Yuri Quixina: ““Consolidação orçamental é o exercício de viver dentro das suas posses”

Yuri Quixina: ““Consolidação orçamental é o exercício de viver dentro das suas posses”

POR: Mariano Quissola / Rádio mais

Abrimos hoje a nossa análise com um “fait divers” que recai para a Mesa Redonda promovida pelo MPLA e visa o resgate dos valores morais. Também é dos que pensa que a nossa crise é essencialmente moral e que a crise económica é consequência disso? Concorda?

No final da crise de valores vem sempre a crise económica. Angola está sempre em crises de valores, porque a bajulação, o tráfico de influência não é de agora. Desde 1975 que o MPLA vem promovendo campanhas do género. Esses males foram instrumentos de sustentação e manutenção do poder em Angola. Esse problema resolve- se através de um triângulo interessante: conhecimento, mérito e oportunidade. Sem isso, não vamos conseguir. O que me preocupa hoje na bajulação é facto de estar a ser feita por pessoas que estudaram e hoje os bajuladores só mudaram a bússola. A desestruturação das famílias é o outro problema.

A revisão do OGE vai cortar 30% dos projectos de investimento público. Que impacto isso terá sobre a vida das famílias e empresas?

Permita-me, primeiro, dizer que tudo o que está a acontecer o Economia Real previu.
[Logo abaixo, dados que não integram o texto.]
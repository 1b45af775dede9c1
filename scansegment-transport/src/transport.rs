//!
//! The transport adapter contract: deliver whole telegram byte-blobs, one per [`Transport::recv`]
//! call, regardless of whether the underlying medium is connectionless (datagram) or a re-framed
//! byte stream.
//!

use crate::result::Result;

/// Delivers telegram byte-blobs from an underlying socket.
///
/// A blocking call: `recv` returns once a full telegram is available or the connection ends.
/// Implementations own their socket and release it in [`Transport::close`].
pub trait Transport {
    /// Returns the next complete telegram's bytes, blocking until one is available.
    ///
    /// Fails with [`crate::result::Error::TransportClosed`] if the underlying connection ends
    /// while a telegram was still incomplete (stream transports) or the socket is gone (datagram
    /// transports).
    fn recv(&mut self) -> Result<Vec<u8>>;

    /// Releases the underlying socket. Further calls to [`Transport::recv`] fail.
    fn close(&mut self) -> Result<()>;
}
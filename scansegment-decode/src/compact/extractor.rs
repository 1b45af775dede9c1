use crate::compact::header::{START_OF_FRAME, SUPPORTED_VERSION};
use crate::compact::module;

const HEADER_LEN: usize = 32;
const CRC_LEN: usize = 4;

#[derive(Debug, Clone, Copy, PartialEq, Eq)]
enum State {
    SearchStart,
    ReadHeader,
    /// `module_start`/`module_len` locate the most recently accumulated module (relative to the
    /// buffer's current start); `modules_end` is the total byte offset where the next module (or
    /// the CRC, once `next_module_size == 0`) begins.
    ReadModules {
        module_start: usize,
        module_len: usize,
        modules_end: usize,
    },
    ReadCrc {
        frame_len: usize,
    },
}

/// Re-frames a byte stream of concatenated COMPACT telegrams into individual, CRC-terminated
/// telegram blobs, resynchronizing past corrupted or bogus-version frames.
///
/// Implements the `SearchStart -> ReadHeader -> ReadModules -> ReadCrc -> Emit` state machine:
/// feeding bytes one at a time or in bulk produces the same sequence of emitted telegrams.
pub struct CompactStreamExtractor {
    buffer: Vec<u8>,
    state: State,
}

impl Default for CompactStreamExtractor {
    fn default() -> Self {
        Self::new()
    }
}

impl CompactStreamExtractor {
    pub fn new() -> Self {
        Self {
            buffer: Vec::new(),
            state: State::SearchStart,
        }
    }

    /// Appends newly-received bytes to the extractor's internal buffer.
    pub fn feed(&mut self, bytes: &[u8]) {
        self.buffer.extend_from_slice(bytes);
    }

    /// Attempts to extract the next fully-framed telegram (header through trailing CRC). Returns
    /// `None` when more bytes are needed; call again after the next `feed`.
    pub fn next_telegram(&mut self) -> Option<Vec<u8>> {
        loop {
            match self.state {
                State::SearchStart => {
                    let magic = START_OF_FRAME.to_le_bytes();
                    match find_magic(&self.buffer, &magic) {
                        None => {
                            let keep = self.buffer.len().min(magic.len() - 1);
                            let drop_to = self.buffer.len() - keep;
                            self.buffer.drain(..drop_to);
                            return None;
                        }
                        Some(index) => {
                            if index > 0 {
                                self.buffer.drain(..index);
                            }
                            log::trace!("compact extractor: SearchStart -> ReadHeader");
                            self.state = State::ReadHeader;
                        }
                    }
                }
                State::ReadHeader => {
                    if self.buffer.len() < HEADER_LEN {
                        return None;
                    }
                    let version = u32::from_le_bytes([
                        self.buffer[24],
                        self.buffer[25],
                        self.buffer[26],
                        self.buffer[27],
                    ]);
                    if version != SUPPORTED_VERSION {
                        // Bogus version: this wasn't really a telegram start. Drop one byte of the
                        // matched magic and keep searching, guaranteeing forward progress.
                        log::debug!(
                            "compact extractor: resync, unsupported version {version} after magic match"
                        );
                        self.buffer.drain(..1);
                        self.state = State::SearchStart;
                        continue;
                    }
                    let size_module_0 = u32::from_le_bytes([
                        self.buffer[28],
                        self.buffer[29],
                        self.buffer[30],
                        self.buffer[31],
                    ]) as usize;
                    log::trace!("compact extractor: ReadHeader -> ReadModules (size_module_0={size_module_0})");
                    self.state = State::ReadModules {
                        module_start: HEADER_LEN,
                        module_len: size_module_0,
                        modules_end: HEADER_LEN + size_module_0,
                    };
                }
                State::ReadModules {
                    module_start,
                    module_len,
                    modules_end,
                } => {
                    if self.buffer.len() < modules_end {
                        return None;
                    }
                    let module_bytes = &self.buffer[module_start..module_start + module_len];
                    let next_module_size = match module::peek_next_module_size(module_bytes) {
                        Ok(size) => size,
                        Err(err) => {
                            // Malformed module metadata; resync past this frame's magic.
                            log::debug!("compact extractor: resync, malformed module metadata: {err}");
                            self.buffer.drain(..1);
                            self.state = State::SearchStart;
                            continue;
                        }
                    };
                    if next_module_size == 0 {
                        log::trace!("compact extractor: ReadModules -> ReadCrc");
                        self.state = State::ReadCrc {
                            frame_len: modules_end,
                        };
                    } else {
                        log::trace!(
                            "compact extractor: ReadModules -> ReadModules (next_module_size={next_module_size})"
                        );
                        self.state = State::ReadModules {
                            module_start: modules_end,
                            module_len: next_module_size as usize,
                            modules_end: modules_end + next_module_size as usize,
                        };
                    }
                }
                State::ReadCrc { frame_len } => {
                    if self.buffer.len() < frame_len + CRC_LEN {
                        return None;
                    }
                    let telegram = self.buffer[..frame_len + CRC_LEN].to_vec();
                    self.buffer.drain(..frame_len + CRC_LEN);
                    log::trace!("compact extractor: ReadCrc -> Emit ({} bytes)", telegram.len());
                    self.state = State::SearchStart;
                    return Some(telegram);
                }
            }
        }
    }
}

impl crate::StreamExtractor for CompactStreamExtractor {
    fn feed(&mut self, bytes: &[u8]) {
        CompactStreamExtractor::feed(self, bytes)
    }

    fn next_telegram(&mut self) -> Option<Vec<u8>> {
        CompactStreamExtractor::next_telegram(self)
    }
}

fn find_magic(buffer: &[u8], magic: &[u8; 4]) -> Option<usize> {
    buffer.windows(4).position(|window| window == magic)
}

#[cfg(test)]
mod tests {
    use super::*;
    use crate::compact::segment;

    fn minimal_telegram(telegram_counter: u64) -> Vec<u8> {
        let mut module = Vec::new();
        module.extend_from_slice(&1u32.to_le_bytes());
        module.extend_from_slice(&2u32.to_le_bytes());
        module.extend_from_slice(&3u32.to_le_bytes());
        module.extend_from_slice(&0u32.to_le_bytes()); // lines_in_module
        module.extend_from_slice(&0u32.to_le_bytes());
        module.extend_from_slice(&0u32.to_le_bytes());
        module.extend_from_slice(&1.0f32.to_le_bytes());
        module.extend_from_slice(&0u32.to_le_bytes()); // next_module_size
        module.extend_from_slice(&[0, 0, 0, 0]);

        let mut header = Vec::new();
        header.extend_from_slice(&START_OF_FRAME.to_le_bytes());
        header.extend_from_slice(&1u32.to_le_bytes());
        header.extend_from_slice(&telegram_counter.to_le_bytes());
        header.extend_from_slice(&0u64.to_le_bytes());
        header.extend_from_slice(&SUPPORTED_VERSION.to_le_bytes());
        header.extend_from_slice(&(module.len() as u32).to_le_bytes());

        let mut telegram = header;
        telegram.extend_from_slice(&module);
        let crc = crate::crc::checksum(&telegram);
        telegram.extend_from_slice(&crc.to_le_bytes());
        telegram
    }

    #[test]
    fn extracts_single_telegram_fed_whole() {
        let mut extractor = CompactStreamExtractor::new();
        extractor.feed(&minimal_telegram(1));
        let telegram = extractor.next_telegram().expect("telegram emitted");
        let decoded = segment::decode(&telegram).unwrap();
        assert_eq!(decoded.telegram_counter, 1);
        assert!(extractor.next_telegram().is_none());
    }

    #[test]
    fn extracts_telegram_fed_one_byte_at_a_time() {
        let bytes = minimal_telegram(2);
        let mut extractor = CompactStreamExtractor::new();
        let mut emitted = None;
        for byte in bytes {
            extractor.feed(&[byte]);
            if let Some(telegram) = extractor.next_telegram() {
                emitted = Some(telegram);
            }
        }
        let decoded = segment::decode(&emitted.expect("telegram emitted")).unwrap();
        assert_eq!(decoded.telegram_counter, 2);
    }

    #[test]
    fn skips_leading_noise_before_magic() {
        let mut extractor = CompactStreamExtractor::new();
        let mut stream = vec![0xAB, 0xCD, 0xEF, 0x01, 0x02, 0x03];
        stream.extend_from_slice(&minimal_telegram(3));
        extractor.feed(&stream);
        let telegram = extractor.next_telegram().expect("telegram emitted");
        let decoded = segment::decode(&telegram).unwrap();
        assert_eq!(decoded.telegram_counter, 3);
    }

    #[test]
    fn extracts_two_concatenated_telegrams() {
        let mut extractor = CompactStreamExtractor::new();
        let mut stream = minimal_telegram(10);
        stream.extend_from_slice(&minimal_telegram(11));
        extractor.feed(&stream);

        let first = extractor.next_telegram().expect("first telegram");
        let second = extractor.next_telegram().expect("second telegram");
        assert_eq!(segment::decode(&first).unwrap().telegram_counter, 10);
        assert_eq!(segment::decode(&second).unwrap().telegram_counter, 11);
        assert!(extractor.next_telegram().is_none());
    }

    #[test]
    fn resyncs_past_a_bogus_version() {
        let mut bogus = minimal_telegram(20);
        bogus[24..28].copy_from_slice(&99u32.to_le_bytes()); // corrupt version field
        let mut stream = bogus;
        stream.extend_from_slice(&minimal_telegram(21));

        let mut extractor = CompactStreamExtractor::new();
        extractor.feed(&stream);
        let telegram = extractor.next_telegram().expect("telegram emitted");
        let decoded = segment::decode(&telegram).unwrap();
        assert_eq!(decoded.telegram_counter, 21);
    }
}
A primeira previsão foi o da revisão orçamental, porque o OGE nascera morto. Também dissemos que a economia cresceria abaixo de 2% ou entraríamos em recessão e está a acontecer. A terceira previsão foi que o FMI mandaria na soberania economia do país. Esses cortes que estão a ser efectuados decorrem do acordo com o FMI. Agora, se a economia crescer efectivamente 0,4%, isso altera tudo. Mas a minha preocupação consiste no facto de os cortes não incidirem sobre as despesas correntes (reduzir ministérios e salários), por serem politicamente impopulares. Então prefere-se cortar nas despesas de capital.
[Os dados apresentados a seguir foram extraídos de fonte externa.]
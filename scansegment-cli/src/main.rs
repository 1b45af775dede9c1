//!
//! Command-line front-end for reading and receiving LiDAR scan-segment telegrams.
//!
//! Two subcommands: `read` decodes telegrams from a file through the matching stream extractor,
//! and `receive` listens (UDP) or connects (TCP) for live telegrams. Neither belongs to the
//! decode/transport core; this binary is a thin collaborator that wires them to a socket and
//! stdout.
//!

use clap::{Parser, Subcommand, ValueEnum};
use env_logger::{Builder, Env};
use log::info;
use scansegment_decode::compact::CompactStreamExtractor;
use scansegment_decode::msgpack::MsgpackStreamExtractor;
use scansegment_decode::{compact, msgpack, summarize};
use scansegment_transport::{
    CompactReceiver, DatagramTransport, MsgpackReceiver, StreamTransport,
};
use std::error::Error;
use std::fs;
use std::process::ExitCode;

/// Which telegram encoding to decode.
#[derive(Clone, Copy, Debug, ValueEnum)]
enum Encoding {
    Msgpack,
    Compact,
}

/// Which transport to receive telegrams over.
#[derive(Clone, Copy, Debug, ValueEnum)]
enum Protocol {
    Udp,
    Tcp,
}

#[derive(Parser)]
#[command(name = "scansegment", author, version, about)]
struct Cli {
    #[command(subcommand)]
    command: Command,
}

#[derive(Subcommand)]
enum Command {
    /// Feed a file's bytes through the matching stream extractor and decoder, printing each
    /// decoded telegram's summary.
    Read {
        encoding: Encoding,

        /// Path to a file of one or more concatenated telegrams.
        #[arg(short, long)]
        input: String,
    },
    /// Listen (UDP) or connect (TCP) for live telegrams and print each one's summary.
    Receive {
        encoding: Encoding,

        #[arg(long, default_value = "localhost")]
        ip: String,

        #[arg(long, default_value_t = 2115)]
        port: u16,

        #[arg(long, default_value = "udp")]
        protocol: Protocol,
    },
}

const MAX_DATAGRAM_BYTES: usize = 64 * 1024;
const STREAM_CHUNK_BYTES: usize = 4096;

fn main() -> ExitCode {
    Builder::from_env(Env::default().default_filter_or("info")).init();

    match run(Cli::parse()) {
        Ok(()) => ExitCode::SUCCESS,
        Err(err) => {
            log::error!("{err}");
            ExitCode::FAILURE
        }
    }
}

fn run(cli: Cli) -> Result<(), Box<dyn Error>> {
    match cli.command {
        Command::Read { encoding, input } => read_file(encoding, &input),
        Command::Receive {
            encoding,
            ip,
            port,
            protocol,
        } => receive_live(encoding, &ip, port, protocol),
    }
}

fn read_file(encoding: Encoding, input: &str) -> Result<(), Box<dyn Error>> {
    let bytes = fs::read(input)?;
    info!("read {} bytes from {input}", bytes.len());

    match encoding {
        Encoding::Compact => {
            let mut extractor = CompactStreamExtractor::new();
            extractor.feed(&bytes);
            let mut count = 0;
            while let Some(telegram) = extractor.next_telegram() {
                let segment = compact::decode(&telegram)?;
                println!("{}", summarize::compact(&segment));
                count += 1;
            }
            info!("decoded {count} telegram(s)");
        }
        Encoding::Msgpack => {
            let mut extractor = MsgpackStreamExtractor::new();
            extractor.feed(&bytes);
            let mut count = 0;
            while let Some(telegram) = extractor.next_telegram() {
                let segment = msgpack::decode(&telegram)?;
                println!("{}", summarize::msgpack(&segment));
                count += 1;
            }
            info!("decoded {count} telegram(s)");
        }
    }

    Ok(())
}

fn receive_live(
    encoding: Encoding,
    ip: &str,
    port: u16,
    protocol: Protocol,
) -> Result<(), Box<dyn Error>> {
    match (encoding, protocol) {
        (Encoding::Compact, Protocol::Udp) => {
            let transport = DatagramTransport::bind((ip, port), MAX_DATAGRAM_BYTES)?;
            let mut receiver = CompactReceiver::new(transport);
            loop {
                let outcome = receiver.receive_segments(1);
                for segment in &outcome.segments {
                    println!("{}", summarize::compact(segment));
                }
                if let Some(err) = outcome.error {
                    return Err(Box::new(err));
                }
            }
        }
        (Encoding::Compact, Protocol::Tcp) => {
            let transport =
                StreamTransport::connect((ip, port), CompactStreamExtractor::new(), STREAM_CHUNK_BYTES)?;
            let mut receiver = CompactReceiver::new(transport);
            loop {
                let outcome = receiver.receive_segments(1);
                for segment in &outcome.segments {
                    println!("{}", summarize::compact(segment));
                }
                if let Some(err) = outcome.error {
                    return Err(Box::new(err));
                }
            }
        }
        (Encoding::Msgpack, Protocol::Udp) => {
            let transport = DatagramTransport::bind((ip, port), MAX_DATAGRAM_BYTES)?;
            let mut receiver = MsgpackReceiver::new(transport);
            loop {
                let outcome = receiver.receive_segments(1);
                for segment in &outcome.segments {
                    println!("{}", summarize::msgpack(segment));
                }
                if let Some(err) = outcome.error {
                    return Err(Box::new(err));
                }
            }
        }
        (Encoding::Msgpack, Protocol::Tcp) => {
            let transport =
                StreamTransport::connect((ip, port), MsgpackStreamExtractor::new(), STREAM_CHUNK_BYTES)?;
            let mut receiver = MsgpackReceiver::new(transport);
            loop {
                let outcome = receiver.receive_segments(1);
                for segment in &outcome.segments {
                    println!("{}", summarize::msgpack(segment));
                }
                if let Some(err) = outcome.error {
                    return Err(Box::new(err));
                }
            }
        }
    }

    Ok(())
}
O que são despesas de capital?

Despesa de capital é a formação bruta de capital, que permite dar outro ar à economia, como a construção de infra-estruturas. Se os cortes não forem amigos do crescimento, poderemos ter uma recessão ainda este ano. Isso terá implicação na criação de novos postos de emprego, a economia cresce anemicamente, o défice orçamental poderá aumentar.

O cancelamento da compra de aviões da Boeing pode prejudicar o Estado em 62,9 milhões de dólares. Será também consequência do corte orçamental?
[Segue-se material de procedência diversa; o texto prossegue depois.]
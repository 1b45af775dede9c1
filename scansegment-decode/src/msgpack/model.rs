/// One scan within an MSGPACK telegram's `SegmentData` list.
#[derive(Clone, Debug, Default, PartialEq)]
pub struct Scan {
    pub timestamp_start: u64,
    pub timestamp_stop: u64,
    pub theta_start: f32,
    pub theta_stop: f32,
    pub phi: f32,
    pub beam_count: u32,
    pub echo_count: u32,
    pub distance: Vec<Vec<u32>>,
    pub rssi: Vec<Vec<u32>>,
    pub properties: Vec<u8>,
    pub channel_theta: Vec<f32>,
    pub scan_number: Option<i64>,
    pub module_id: Option<i64>,
}

/// A fully decoded MSGPACK telegram: segment identity plus its scans.
#[derive(Clone, Debug, Default, PartialEq)]
pub struct MsgpackSegment {
    pub telegram_counter: u64,
    pub timestamp_transmit: u64,
    pub segment_counter: u32,
    pub frame_number: u32,
    pub sender_id: u32,
    pub layer_id: Option<i64>,
    pub availability: Option<i64>,
    pub scans: Vec<Scan>,
}
//! # DemCoin Common
//!
//! Shared types, errors, and model constants for the DemCoin participation
//! simulator.
//!
//! ## Core Types
//!
//! - [`Agent`]: citizen with immutable random traits (skill, time value, civic interest)
//! - [`IncentiveConfig`]: the four incentive scalars read by the utility model
//! - [`RoundResult`]: summary of one equilibrium solve
//! - [`BestParameters`]: winning grid point of a parameter sweep
//! - [`GridEvaluation`]/[`SweepReport`]: per-grid-point audit trail of a sweep
//!
//! ## Utility Formula
//!
//! ```text
//! U(participate) = R + p(r) × B − v × t + 20c
//! U(ignore)      = 0
//! ```
//!
//! Where:
//! - R: `demcoin_per_hour × time_cost` if `skill × 8 ≥ quality_threshold`, else 0
//! - p(r): success probability, `0.3 + 0.6r` for participation rate r
//! - B: success bonus
//! - v × t: time value × time cost
//! - c: civic interest

pub mod error;
pub mod types;

// Re-export commonly used types at crate root
pub use error::{ConfigError, DemcoinError, Result};
pub use types::{
    agent::Agent,
    incentive::IncentiveConfig,
    outcome::{BestParameters, GridEvaluation, RoundResult, SweepReport},
};

/// Crate version
pub const VERSION: &str = env!("CARGO_PKG_VERSION");

/// Multiplier turning skill into a 0-12 quality score
pub const QUALITY_SCALE: f64 = 8.0;

/// Success probability with nobody participating (30%)
pub const BASE_SUCCESS_PROBABILITY: f64 = 0.3;

/// Extra success probability at full participation (up to 90%)
pub const PARTICIPATION_SUCCESS_WEIGHT: f64 = 0.6;

/// Utility per unit of civic interest
pub const CIVIC_INTEREST_WEIGHT: f64 = 20.0;

/// Fixed-point tolerance on the participation rate
pub const CONVERGENCE_TOLERANCE: f64 = 0.001;

/// Iteration cap for one equilibrium solve
pub const MAX_ITERATIONS: u32 = 20;

/// Skill range (quality multiplier)
pub const SKILL_RANGE: (f64, f64) = (0.5, 1.5);

/// Time value range (€/hour)
pub const TIME_VALUE_RANGE: (f64, f64) = (10.0, 50.0);

/// Civic interest range
pub const CIVIC_INTEREST_RANGE: (f64, f64) = (0.0, 1.0);
//! Simulator configuration

use std::str::FromStr;

use anyhow::Result;
use demcoin_common::{ConfigError, IncentiveConfig};
use serde::{Deserialize, Serialize};

/// Population used by the demonstration driver
pub const DEFAULT_NUM_CITIZENS: usize = 1000;

/// How the driver prints results
#[derive(Debug, Clone, Copy, PartialEq, Eq, Default, Serialize, Deserialize)]
#[serde(rename_all = "snake_case")]
pub enum OutputFormat {
    #[default]
    Text,
    Json,
}

impl FromStr for OutputFormat {
    type Err = String;

    fn from_str(s: &str) -> std::result::Result<Self, Self::Err> {
        match s.to_ascii_lowercase().as_str() {
            "text" => Ok(OutputFormat::Text),
            "json" => Ok(OutputFormat::Json),
            other => Err(format!("unknown output format: {}", other)),
        }
    }
}

/// Simulator settings
#[derive(Debug, Clone, PartialEq, Serialize, Deserialize)]
pub struct SimulatorSettings {
    /// Population size
    pub num_citizens: usize,
    /// Seed for trait generation; `None` draws from OS entropy
    pub seed: Option<u64>,
    /// DemCoin per hour of quality work
    pub demcoin_per_hour: f64,
    /// Bonus on collective success
    pub success_bonus: f64,
    /// Hours per participation
    pub time_cost: f64,
    /// Quality gate for the hourly reward
    pub quality_threshold: f64,
    /// Driver output format
    pub output: OutputFormat,
}

impl Default for SimulatorSettings {
    fn default() -> Self {
        let incentives = IncentiveConfig::default();
        Self {
            num_citizens: DEFAULT_NUM_CITIZENS,
            seed: None,
            demcoin_per_hour: incentives.demcoin_per_hour,
            success_bonus: incentives.success_bonus,
            time_cost: incentives.time_cost,
            quality_threshold: incentives.quality_threshold,
            output: OutputFormat::default(),
        }
    }
}

impl SimulatorSettings {
    /// Load configuration from `.env` and `DEMCOIN_` environment variables
    ///
    /// Values that fail to parse are skipped and the default kept.
    pub fn load() -> Result<Self> {
        // Try to load .env file
        let _ = dotenvy::dotenv();

        let mut cfg = Self::default();

        if let Some(v) = env_value("DEMCOIN_NUM_CITIZENS") {
            cfg.num_citizens = v;
        }
        if let Some(v) = env_value("DEMCOIN_SEED") {
            cfg.seed = Some(v);
        }

        // Incentive scalars
        if let Some(v) = env_value("DEMCOIN_PER_HOUR") {
            cfg.demcoin_per_hour = v;
        }
        if let Some(v) = env_value("DEMCOIN_SUCCESS_BONUS") {
            cfg.success_bonus = v;
        }
        if let Some(v) = env_value("DEMCOIN_TIME_COST") {
            cfg.time_cost = v;
        }
        if let Some(v) = env_value("DEMCOIN_QUALITY_THRESHOLD") {
            cfg.quality_threshold = v;
        }

        if let Some(v) = env_value("DEMCOIN_OUTPUT") {
            cfg.output = v;
        }

        Ok(cfg)
    }

    /// Incentive scalars as a config value
    pub fn incentive_config(&self) -> IncentiveConfig {
        IncentiveConfig::new(
            self.demcoin_per_hour,
            self.success_bonus,
            self.time_cost,
            self.quality_threshold,
        )
    }

    pub fn validate(&self) -> std::result::Result<(), ConfigError> {
        if self.num_citizens == 0 {
            return Err(ConfigError::EmptyPopulation);
        }
        self.incentive_config().validate()
    }
}

fn env_value<T: FromStr>(key: &str) -> Option<T> {
    std::env::var(key).ok()?.trim().parse().ok()
}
Não sei quem terá aconselhado o Presidente da República a comprar aviões em período de reforma. Quem o fez não percebe nada de consolidação fiscal nem orçamental. Consolidação orçamental é o exercício de viver dentro das suas posses. Entretanto, esse cancelamento tem dois custos: tangível e intangível. O primeiro custo é o valor inicial pago, que não será devolvido e que a companhia é capaz de pedir o valor em falta, que ascende os 59 milhões de dólares, de um total de 102 milhões de dólares. O segundo custo – intangível, é a reputação internacional. A Boeing não é uma cantina do Mamadou. É uma multinacional com reputação internacional, com peso financeiro muito grande no mercado.

Na senda da captação de investimento directo externo, a Zona Económica Especial Luanda/ Bengo ‘vendeu-se’ aos investidores estrangeiros. As condições existentes atraem investimento?

O PCA da ZEE disse aos chineses que o país dispõe de condições favoráveis para investir, citando recursos minerais na região, mão-de-obra jovem, custos baixos de transportes e logística. Isso é interessante e estratégico. Mas temos de ver internamente se os custos são mais reduzidos em relação à China, do ponto de vista de impostos e infraestruturas.

É coerente falar de ambiente de negócio favorável numa Zona Económica cujas indústrias funcionam com energia dos geradores e água das cisternas?

Temos que ser verdadeiros com os investidores, acima de tudo, de modo a que a cadeia de custos seja levada em consideração. Sobre mão-de-obra jovem é um facto, mas não qualificada. A maioria está no mercado informal. Não podemos vender gato por lebre internacionalmente.

Dados do INE indicam aumento da taxa de desemprego nos últimos dois anos de 8,8%, numa altura em os preços aumentaram, 1,9%. Como um desempregado gere isso?

É estranho que o desemprego esteja a aumentar e os preços a subirem. Primeiro é porque a nossa crise é atípica. Era suposto o desemprego reduzir o nível de consumo, mas isso não ocorre aqui, porque a economia está próximo da estagnação. É natural que isso ocorra, porque as empresas eram artificiais, prestavam serviços ao sector público, essencialmente empresas de construção.